Check which lines in the records hold "between" and report how many there are, with no other text.
Data for review: Begin
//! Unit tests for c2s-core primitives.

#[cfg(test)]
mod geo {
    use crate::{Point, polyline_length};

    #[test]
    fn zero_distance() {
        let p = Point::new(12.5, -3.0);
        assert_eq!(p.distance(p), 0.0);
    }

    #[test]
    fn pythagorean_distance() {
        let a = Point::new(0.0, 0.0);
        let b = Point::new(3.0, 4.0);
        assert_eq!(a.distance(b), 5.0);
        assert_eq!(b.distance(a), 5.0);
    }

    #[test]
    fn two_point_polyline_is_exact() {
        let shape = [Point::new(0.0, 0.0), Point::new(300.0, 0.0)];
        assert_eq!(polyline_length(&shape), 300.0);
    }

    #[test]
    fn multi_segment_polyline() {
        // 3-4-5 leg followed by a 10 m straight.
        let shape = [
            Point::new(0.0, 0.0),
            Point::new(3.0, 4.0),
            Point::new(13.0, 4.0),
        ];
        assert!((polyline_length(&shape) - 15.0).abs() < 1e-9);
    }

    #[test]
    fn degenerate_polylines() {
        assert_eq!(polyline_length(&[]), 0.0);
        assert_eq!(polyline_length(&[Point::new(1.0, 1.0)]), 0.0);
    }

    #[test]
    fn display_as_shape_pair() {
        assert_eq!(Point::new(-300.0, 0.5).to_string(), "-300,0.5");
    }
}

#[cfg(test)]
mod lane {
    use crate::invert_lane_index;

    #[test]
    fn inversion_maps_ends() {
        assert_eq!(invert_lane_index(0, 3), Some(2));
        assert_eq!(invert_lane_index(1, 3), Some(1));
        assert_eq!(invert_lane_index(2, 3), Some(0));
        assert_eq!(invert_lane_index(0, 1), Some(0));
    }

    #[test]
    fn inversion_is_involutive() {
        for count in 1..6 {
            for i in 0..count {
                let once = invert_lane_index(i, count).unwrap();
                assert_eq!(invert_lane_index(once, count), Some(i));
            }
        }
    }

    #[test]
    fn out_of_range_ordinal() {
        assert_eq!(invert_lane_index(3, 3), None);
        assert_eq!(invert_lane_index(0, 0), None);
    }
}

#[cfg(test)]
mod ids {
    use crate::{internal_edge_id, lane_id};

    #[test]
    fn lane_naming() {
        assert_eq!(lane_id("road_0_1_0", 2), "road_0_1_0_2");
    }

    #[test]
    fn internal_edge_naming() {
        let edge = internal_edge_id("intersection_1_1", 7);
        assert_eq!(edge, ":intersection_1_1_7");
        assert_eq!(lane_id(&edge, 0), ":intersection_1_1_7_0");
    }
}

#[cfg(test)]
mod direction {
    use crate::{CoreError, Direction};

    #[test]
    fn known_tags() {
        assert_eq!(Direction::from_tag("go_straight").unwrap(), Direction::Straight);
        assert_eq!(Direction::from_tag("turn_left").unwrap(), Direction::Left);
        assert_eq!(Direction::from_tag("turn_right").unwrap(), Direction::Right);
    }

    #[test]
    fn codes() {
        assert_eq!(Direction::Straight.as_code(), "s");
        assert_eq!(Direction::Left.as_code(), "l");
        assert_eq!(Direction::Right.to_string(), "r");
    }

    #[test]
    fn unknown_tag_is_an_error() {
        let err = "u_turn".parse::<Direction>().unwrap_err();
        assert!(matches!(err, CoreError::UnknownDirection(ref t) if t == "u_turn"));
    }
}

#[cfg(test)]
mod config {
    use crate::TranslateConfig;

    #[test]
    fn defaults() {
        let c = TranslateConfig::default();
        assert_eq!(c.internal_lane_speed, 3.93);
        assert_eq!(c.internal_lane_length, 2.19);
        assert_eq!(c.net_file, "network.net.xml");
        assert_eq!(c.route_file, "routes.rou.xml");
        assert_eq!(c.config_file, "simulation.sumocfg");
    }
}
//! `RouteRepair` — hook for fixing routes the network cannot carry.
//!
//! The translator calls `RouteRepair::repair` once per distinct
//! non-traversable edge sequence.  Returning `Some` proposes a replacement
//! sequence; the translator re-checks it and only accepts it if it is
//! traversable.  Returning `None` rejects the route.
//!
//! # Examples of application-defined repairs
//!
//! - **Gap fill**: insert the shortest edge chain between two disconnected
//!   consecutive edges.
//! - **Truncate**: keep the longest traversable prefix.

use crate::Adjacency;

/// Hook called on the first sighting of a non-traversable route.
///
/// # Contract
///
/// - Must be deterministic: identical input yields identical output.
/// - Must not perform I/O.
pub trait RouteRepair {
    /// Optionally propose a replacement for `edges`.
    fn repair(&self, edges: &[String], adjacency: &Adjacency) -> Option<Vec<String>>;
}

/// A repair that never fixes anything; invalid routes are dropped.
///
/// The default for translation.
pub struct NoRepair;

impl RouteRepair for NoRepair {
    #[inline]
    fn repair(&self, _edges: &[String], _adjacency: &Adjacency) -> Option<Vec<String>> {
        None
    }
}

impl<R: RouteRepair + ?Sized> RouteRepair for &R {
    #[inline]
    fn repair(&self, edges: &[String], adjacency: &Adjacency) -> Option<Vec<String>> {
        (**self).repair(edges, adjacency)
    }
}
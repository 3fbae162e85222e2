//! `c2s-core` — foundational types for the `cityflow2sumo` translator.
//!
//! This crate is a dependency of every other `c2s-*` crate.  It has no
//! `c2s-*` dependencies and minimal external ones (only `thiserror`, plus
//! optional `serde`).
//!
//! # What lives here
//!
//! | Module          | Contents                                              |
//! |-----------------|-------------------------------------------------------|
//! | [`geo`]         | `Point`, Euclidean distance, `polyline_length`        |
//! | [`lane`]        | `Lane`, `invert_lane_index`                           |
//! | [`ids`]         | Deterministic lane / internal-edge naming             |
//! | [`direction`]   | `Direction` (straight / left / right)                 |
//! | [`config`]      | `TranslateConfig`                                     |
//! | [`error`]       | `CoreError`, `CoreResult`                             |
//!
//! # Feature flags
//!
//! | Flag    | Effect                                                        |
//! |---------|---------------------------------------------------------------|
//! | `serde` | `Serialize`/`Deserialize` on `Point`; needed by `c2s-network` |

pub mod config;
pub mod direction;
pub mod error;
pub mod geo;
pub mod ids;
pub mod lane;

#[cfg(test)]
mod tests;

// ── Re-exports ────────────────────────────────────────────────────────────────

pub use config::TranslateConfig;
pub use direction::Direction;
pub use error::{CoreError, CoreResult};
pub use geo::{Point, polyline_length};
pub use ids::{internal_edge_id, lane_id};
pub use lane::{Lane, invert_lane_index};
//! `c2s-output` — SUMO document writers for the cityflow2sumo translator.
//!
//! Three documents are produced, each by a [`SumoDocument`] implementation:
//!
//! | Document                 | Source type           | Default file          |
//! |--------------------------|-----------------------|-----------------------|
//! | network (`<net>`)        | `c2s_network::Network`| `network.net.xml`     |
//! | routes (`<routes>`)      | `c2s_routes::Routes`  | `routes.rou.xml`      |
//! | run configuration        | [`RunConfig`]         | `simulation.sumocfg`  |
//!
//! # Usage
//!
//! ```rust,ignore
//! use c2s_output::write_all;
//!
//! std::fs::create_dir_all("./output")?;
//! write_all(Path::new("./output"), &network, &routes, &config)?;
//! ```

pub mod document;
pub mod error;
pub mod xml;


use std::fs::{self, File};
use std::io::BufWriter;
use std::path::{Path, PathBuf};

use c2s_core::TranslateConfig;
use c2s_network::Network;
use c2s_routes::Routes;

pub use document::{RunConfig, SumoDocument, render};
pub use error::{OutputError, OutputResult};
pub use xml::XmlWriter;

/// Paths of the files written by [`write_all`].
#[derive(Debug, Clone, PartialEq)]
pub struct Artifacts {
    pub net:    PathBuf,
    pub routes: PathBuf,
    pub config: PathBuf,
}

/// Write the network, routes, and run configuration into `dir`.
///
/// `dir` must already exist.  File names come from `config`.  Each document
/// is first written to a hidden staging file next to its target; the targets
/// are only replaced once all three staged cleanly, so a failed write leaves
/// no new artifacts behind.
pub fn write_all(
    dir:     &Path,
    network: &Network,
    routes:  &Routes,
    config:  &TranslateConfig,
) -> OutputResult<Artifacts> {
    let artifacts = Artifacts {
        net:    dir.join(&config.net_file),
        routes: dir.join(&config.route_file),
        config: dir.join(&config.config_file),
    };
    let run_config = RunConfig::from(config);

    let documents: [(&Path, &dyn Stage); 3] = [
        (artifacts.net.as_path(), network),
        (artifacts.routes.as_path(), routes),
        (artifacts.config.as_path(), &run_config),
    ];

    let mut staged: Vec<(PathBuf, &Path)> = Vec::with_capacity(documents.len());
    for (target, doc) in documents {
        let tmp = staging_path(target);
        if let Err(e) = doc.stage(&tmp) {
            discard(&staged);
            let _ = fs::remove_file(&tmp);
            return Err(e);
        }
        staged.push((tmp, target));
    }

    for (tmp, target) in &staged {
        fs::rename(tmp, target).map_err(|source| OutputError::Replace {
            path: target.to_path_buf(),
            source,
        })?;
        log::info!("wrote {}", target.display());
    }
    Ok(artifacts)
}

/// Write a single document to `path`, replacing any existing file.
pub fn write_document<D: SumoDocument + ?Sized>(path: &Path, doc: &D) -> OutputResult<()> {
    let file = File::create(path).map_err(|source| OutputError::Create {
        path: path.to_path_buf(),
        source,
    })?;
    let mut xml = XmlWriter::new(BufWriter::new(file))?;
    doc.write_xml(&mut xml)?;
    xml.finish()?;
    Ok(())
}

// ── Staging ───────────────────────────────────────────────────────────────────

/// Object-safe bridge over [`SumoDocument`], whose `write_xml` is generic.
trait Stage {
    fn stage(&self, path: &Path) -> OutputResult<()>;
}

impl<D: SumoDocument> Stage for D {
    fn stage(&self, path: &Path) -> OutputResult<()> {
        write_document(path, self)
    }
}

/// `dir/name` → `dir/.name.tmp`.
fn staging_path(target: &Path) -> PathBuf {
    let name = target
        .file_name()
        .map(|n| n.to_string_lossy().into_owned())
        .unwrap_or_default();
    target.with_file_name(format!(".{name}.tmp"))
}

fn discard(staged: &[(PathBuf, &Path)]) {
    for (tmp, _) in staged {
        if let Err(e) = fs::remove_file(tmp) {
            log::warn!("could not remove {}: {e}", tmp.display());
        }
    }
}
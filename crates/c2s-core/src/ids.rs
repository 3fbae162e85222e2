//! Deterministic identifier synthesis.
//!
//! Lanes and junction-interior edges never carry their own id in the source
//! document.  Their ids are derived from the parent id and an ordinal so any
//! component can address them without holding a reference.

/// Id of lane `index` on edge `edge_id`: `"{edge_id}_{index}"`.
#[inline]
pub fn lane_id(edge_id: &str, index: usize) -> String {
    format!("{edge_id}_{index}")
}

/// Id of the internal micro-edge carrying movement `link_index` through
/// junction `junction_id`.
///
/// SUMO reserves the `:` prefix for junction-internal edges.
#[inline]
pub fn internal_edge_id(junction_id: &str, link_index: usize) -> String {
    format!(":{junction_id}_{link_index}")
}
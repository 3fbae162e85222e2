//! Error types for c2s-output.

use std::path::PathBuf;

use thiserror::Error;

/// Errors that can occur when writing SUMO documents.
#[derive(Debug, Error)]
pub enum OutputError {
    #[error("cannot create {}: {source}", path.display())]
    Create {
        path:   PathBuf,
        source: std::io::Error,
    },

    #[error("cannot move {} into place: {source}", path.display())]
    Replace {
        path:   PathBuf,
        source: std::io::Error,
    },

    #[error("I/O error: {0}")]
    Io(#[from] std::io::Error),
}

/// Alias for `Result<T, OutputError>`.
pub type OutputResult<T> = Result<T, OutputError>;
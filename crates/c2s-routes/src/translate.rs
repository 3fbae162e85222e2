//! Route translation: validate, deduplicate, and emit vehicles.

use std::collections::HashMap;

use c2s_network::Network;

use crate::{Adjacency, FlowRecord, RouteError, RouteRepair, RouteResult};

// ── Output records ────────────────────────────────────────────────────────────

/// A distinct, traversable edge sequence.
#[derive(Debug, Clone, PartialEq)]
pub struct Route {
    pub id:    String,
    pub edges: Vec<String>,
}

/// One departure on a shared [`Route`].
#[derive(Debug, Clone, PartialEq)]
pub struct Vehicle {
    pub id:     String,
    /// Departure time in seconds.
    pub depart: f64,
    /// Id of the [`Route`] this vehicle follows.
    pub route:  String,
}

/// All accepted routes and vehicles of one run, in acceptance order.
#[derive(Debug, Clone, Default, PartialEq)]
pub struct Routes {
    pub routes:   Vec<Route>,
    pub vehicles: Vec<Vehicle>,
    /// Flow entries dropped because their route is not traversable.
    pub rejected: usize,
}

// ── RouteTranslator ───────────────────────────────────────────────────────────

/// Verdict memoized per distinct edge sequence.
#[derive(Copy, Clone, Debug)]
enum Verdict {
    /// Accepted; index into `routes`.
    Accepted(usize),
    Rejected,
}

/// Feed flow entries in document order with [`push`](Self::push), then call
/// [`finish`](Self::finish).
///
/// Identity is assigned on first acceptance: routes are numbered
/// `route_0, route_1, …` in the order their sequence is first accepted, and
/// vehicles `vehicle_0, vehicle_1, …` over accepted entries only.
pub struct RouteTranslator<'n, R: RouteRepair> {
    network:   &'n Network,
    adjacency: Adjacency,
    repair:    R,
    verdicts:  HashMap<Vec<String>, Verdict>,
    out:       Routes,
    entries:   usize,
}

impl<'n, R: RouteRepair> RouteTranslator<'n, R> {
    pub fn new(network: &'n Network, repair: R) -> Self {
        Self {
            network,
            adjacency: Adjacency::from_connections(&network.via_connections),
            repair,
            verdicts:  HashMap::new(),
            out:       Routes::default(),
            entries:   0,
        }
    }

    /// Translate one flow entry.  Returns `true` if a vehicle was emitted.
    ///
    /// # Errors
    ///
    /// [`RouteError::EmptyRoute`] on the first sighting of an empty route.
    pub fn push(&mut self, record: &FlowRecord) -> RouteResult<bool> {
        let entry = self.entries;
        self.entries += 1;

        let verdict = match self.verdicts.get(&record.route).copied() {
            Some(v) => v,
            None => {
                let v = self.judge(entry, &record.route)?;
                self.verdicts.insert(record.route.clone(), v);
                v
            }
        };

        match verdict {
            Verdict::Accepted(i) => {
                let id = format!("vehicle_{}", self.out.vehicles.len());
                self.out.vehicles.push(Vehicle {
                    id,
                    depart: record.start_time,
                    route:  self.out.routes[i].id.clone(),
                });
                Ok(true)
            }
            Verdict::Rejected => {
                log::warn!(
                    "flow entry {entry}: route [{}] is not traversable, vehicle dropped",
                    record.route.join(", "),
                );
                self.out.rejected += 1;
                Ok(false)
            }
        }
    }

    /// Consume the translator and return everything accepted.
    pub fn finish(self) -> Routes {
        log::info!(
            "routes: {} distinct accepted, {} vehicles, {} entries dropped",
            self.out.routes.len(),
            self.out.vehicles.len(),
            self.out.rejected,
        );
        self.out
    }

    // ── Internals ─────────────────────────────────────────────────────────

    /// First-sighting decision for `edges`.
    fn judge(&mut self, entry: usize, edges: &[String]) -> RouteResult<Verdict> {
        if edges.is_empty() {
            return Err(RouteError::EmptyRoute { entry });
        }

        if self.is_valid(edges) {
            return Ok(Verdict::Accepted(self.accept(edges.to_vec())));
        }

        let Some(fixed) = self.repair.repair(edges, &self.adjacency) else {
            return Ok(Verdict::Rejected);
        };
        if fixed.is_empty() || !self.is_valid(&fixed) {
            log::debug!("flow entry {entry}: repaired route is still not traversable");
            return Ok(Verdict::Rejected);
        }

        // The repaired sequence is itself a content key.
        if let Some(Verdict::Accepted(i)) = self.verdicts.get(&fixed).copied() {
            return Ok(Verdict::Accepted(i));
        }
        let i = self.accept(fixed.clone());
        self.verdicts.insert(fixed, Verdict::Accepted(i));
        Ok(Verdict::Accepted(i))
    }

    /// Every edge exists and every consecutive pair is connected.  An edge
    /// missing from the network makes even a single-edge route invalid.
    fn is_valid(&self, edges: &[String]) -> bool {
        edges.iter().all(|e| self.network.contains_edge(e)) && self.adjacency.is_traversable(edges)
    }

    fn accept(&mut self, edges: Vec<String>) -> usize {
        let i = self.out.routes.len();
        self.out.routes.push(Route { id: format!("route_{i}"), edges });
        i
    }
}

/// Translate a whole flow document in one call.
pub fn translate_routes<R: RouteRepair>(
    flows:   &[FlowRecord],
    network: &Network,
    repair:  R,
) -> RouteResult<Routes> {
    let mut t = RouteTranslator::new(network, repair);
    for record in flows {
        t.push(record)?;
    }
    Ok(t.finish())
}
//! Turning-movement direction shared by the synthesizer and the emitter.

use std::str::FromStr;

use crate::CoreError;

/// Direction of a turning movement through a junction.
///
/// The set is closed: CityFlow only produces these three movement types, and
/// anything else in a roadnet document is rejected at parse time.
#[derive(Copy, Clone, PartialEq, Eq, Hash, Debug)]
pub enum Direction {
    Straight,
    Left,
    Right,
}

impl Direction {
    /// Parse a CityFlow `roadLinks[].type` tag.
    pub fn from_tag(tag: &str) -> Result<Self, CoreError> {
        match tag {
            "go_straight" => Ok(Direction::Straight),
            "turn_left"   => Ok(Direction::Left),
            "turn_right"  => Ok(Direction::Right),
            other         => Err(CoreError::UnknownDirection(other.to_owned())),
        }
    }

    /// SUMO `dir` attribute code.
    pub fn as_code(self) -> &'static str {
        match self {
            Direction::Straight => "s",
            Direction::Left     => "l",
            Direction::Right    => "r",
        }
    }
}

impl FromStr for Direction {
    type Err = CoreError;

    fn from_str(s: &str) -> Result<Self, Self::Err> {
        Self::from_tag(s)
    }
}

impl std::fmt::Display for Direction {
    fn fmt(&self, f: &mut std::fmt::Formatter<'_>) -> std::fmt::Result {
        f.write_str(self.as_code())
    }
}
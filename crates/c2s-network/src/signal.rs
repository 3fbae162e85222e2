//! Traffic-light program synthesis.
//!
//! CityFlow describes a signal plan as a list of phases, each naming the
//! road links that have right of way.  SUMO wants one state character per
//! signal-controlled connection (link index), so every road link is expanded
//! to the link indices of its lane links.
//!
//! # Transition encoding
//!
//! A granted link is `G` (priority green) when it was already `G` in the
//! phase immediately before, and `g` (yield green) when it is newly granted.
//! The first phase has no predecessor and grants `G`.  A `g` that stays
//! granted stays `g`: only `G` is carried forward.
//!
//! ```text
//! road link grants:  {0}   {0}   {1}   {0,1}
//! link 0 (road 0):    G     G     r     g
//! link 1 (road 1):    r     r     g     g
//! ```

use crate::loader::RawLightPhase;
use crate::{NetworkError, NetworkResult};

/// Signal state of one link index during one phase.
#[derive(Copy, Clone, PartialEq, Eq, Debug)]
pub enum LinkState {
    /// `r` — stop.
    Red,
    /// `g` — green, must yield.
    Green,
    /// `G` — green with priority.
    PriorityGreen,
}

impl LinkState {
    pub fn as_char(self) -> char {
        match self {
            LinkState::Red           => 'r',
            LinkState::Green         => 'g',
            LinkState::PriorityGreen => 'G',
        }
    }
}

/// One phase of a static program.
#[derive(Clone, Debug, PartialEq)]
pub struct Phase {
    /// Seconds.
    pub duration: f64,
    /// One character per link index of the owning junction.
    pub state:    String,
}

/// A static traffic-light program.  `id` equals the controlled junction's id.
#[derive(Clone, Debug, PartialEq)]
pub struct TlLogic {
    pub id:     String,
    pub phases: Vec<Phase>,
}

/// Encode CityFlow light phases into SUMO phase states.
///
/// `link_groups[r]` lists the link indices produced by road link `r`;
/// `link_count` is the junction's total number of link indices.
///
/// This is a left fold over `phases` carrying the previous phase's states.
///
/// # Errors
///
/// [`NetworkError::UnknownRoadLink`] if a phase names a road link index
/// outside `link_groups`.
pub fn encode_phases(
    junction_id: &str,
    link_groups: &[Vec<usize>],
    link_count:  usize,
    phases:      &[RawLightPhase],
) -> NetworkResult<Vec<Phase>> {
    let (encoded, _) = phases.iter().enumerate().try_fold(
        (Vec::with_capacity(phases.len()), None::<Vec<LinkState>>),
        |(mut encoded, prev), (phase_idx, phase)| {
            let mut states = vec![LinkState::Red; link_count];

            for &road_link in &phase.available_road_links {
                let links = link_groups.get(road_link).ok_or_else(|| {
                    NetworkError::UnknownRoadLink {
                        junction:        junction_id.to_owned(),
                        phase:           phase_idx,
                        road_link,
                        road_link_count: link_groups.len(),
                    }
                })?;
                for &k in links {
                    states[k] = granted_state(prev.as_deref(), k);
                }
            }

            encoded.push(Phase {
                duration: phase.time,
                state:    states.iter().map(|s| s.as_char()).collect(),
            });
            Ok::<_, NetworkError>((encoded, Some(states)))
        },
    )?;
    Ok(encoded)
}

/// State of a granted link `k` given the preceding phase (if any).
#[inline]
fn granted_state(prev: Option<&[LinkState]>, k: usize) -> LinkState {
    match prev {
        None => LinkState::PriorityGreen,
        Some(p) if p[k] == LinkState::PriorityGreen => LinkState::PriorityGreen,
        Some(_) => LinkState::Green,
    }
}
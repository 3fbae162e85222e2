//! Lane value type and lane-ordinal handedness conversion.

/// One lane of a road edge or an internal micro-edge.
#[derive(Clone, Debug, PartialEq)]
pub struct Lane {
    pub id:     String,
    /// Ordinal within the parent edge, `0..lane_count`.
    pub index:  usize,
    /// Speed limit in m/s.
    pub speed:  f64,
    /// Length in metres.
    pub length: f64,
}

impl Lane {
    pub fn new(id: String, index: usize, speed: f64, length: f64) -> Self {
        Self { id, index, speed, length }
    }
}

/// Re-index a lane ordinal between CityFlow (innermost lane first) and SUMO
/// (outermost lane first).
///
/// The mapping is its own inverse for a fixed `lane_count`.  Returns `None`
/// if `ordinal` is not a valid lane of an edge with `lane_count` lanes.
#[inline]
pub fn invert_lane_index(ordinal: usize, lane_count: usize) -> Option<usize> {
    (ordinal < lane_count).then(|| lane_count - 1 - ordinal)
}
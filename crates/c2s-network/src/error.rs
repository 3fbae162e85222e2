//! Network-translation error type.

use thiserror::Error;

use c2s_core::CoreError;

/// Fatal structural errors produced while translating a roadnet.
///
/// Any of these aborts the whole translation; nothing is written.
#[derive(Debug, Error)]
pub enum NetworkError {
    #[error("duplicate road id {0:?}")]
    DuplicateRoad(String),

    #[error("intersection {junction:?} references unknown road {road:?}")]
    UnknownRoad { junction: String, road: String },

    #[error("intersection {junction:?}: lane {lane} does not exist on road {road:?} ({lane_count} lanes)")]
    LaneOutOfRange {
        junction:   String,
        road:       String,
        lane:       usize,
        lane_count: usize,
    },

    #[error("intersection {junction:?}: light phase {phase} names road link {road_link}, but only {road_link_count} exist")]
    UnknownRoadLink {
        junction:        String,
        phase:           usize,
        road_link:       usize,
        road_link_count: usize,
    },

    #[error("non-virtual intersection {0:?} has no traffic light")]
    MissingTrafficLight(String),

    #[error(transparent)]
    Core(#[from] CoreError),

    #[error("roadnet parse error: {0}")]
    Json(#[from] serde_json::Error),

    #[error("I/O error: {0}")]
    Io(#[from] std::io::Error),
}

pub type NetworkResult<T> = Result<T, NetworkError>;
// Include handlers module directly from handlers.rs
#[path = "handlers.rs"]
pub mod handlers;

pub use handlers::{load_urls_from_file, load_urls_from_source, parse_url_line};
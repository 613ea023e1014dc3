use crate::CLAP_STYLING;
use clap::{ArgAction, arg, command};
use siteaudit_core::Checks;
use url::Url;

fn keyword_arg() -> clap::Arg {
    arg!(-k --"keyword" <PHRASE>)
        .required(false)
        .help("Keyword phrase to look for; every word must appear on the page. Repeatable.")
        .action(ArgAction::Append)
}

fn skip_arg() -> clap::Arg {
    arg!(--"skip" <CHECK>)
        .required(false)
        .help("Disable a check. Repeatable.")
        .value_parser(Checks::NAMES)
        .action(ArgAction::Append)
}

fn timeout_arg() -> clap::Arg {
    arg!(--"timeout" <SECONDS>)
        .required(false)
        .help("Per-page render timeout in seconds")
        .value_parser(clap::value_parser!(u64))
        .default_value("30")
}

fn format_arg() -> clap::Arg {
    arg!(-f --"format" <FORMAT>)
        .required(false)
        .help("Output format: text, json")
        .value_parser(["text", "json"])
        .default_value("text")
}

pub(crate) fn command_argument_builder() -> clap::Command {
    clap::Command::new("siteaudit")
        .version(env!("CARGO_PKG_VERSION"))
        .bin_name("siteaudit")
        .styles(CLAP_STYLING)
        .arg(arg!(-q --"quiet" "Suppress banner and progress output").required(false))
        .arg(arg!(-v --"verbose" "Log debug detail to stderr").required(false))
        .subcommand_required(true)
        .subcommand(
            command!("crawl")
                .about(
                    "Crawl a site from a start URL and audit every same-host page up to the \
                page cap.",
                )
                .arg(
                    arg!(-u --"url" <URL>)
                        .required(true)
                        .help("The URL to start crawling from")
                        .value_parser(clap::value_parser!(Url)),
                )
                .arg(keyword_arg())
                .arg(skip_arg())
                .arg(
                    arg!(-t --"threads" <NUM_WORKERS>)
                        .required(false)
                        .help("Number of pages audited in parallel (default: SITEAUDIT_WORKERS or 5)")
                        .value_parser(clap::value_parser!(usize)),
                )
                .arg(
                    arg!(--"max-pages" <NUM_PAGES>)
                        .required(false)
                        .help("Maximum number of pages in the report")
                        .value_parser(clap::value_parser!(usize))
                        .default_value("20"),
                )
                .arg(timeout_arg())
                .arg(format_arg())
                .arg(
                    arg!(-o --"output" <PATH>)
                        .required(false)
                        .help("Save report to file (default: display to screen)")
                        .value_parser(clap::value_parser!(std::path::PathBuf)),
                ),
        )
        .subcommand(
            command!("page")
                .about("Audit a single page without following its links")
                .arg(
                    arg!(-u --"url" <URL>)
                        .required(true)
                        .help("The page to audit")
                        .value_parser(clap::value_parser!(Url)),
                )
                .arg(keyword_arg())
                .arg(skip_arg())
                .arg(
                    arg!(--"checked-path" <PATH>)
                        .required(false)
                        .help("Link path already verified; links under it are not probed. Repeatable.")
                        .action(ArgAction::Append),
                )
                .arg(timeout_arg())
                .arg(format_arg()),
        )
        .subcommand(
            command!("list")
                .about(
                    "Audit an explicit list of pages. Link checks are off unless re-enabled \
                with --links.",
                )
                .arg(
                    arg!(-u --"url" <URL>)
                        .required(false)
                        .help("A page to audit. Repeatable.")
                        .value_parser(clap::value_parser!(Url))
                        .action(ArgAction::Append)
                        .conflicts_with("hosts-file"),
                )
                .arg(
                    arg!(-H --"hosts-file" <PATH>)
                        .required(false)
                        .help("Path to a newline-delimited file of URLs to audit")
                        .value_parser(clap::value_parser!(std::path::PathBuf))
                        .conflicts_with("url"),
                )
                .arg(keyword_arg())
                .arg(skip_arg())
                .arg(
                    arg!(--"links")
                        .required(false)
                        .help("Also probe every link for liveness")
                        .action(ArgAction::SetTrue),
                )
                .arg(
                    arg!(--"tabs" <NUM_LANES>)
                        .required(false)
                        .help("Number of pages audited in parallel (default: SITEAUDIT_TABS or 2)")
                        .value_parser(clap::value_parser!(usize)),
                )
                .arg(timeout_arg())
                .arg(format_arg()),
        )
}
Data for review: End
# The answer
2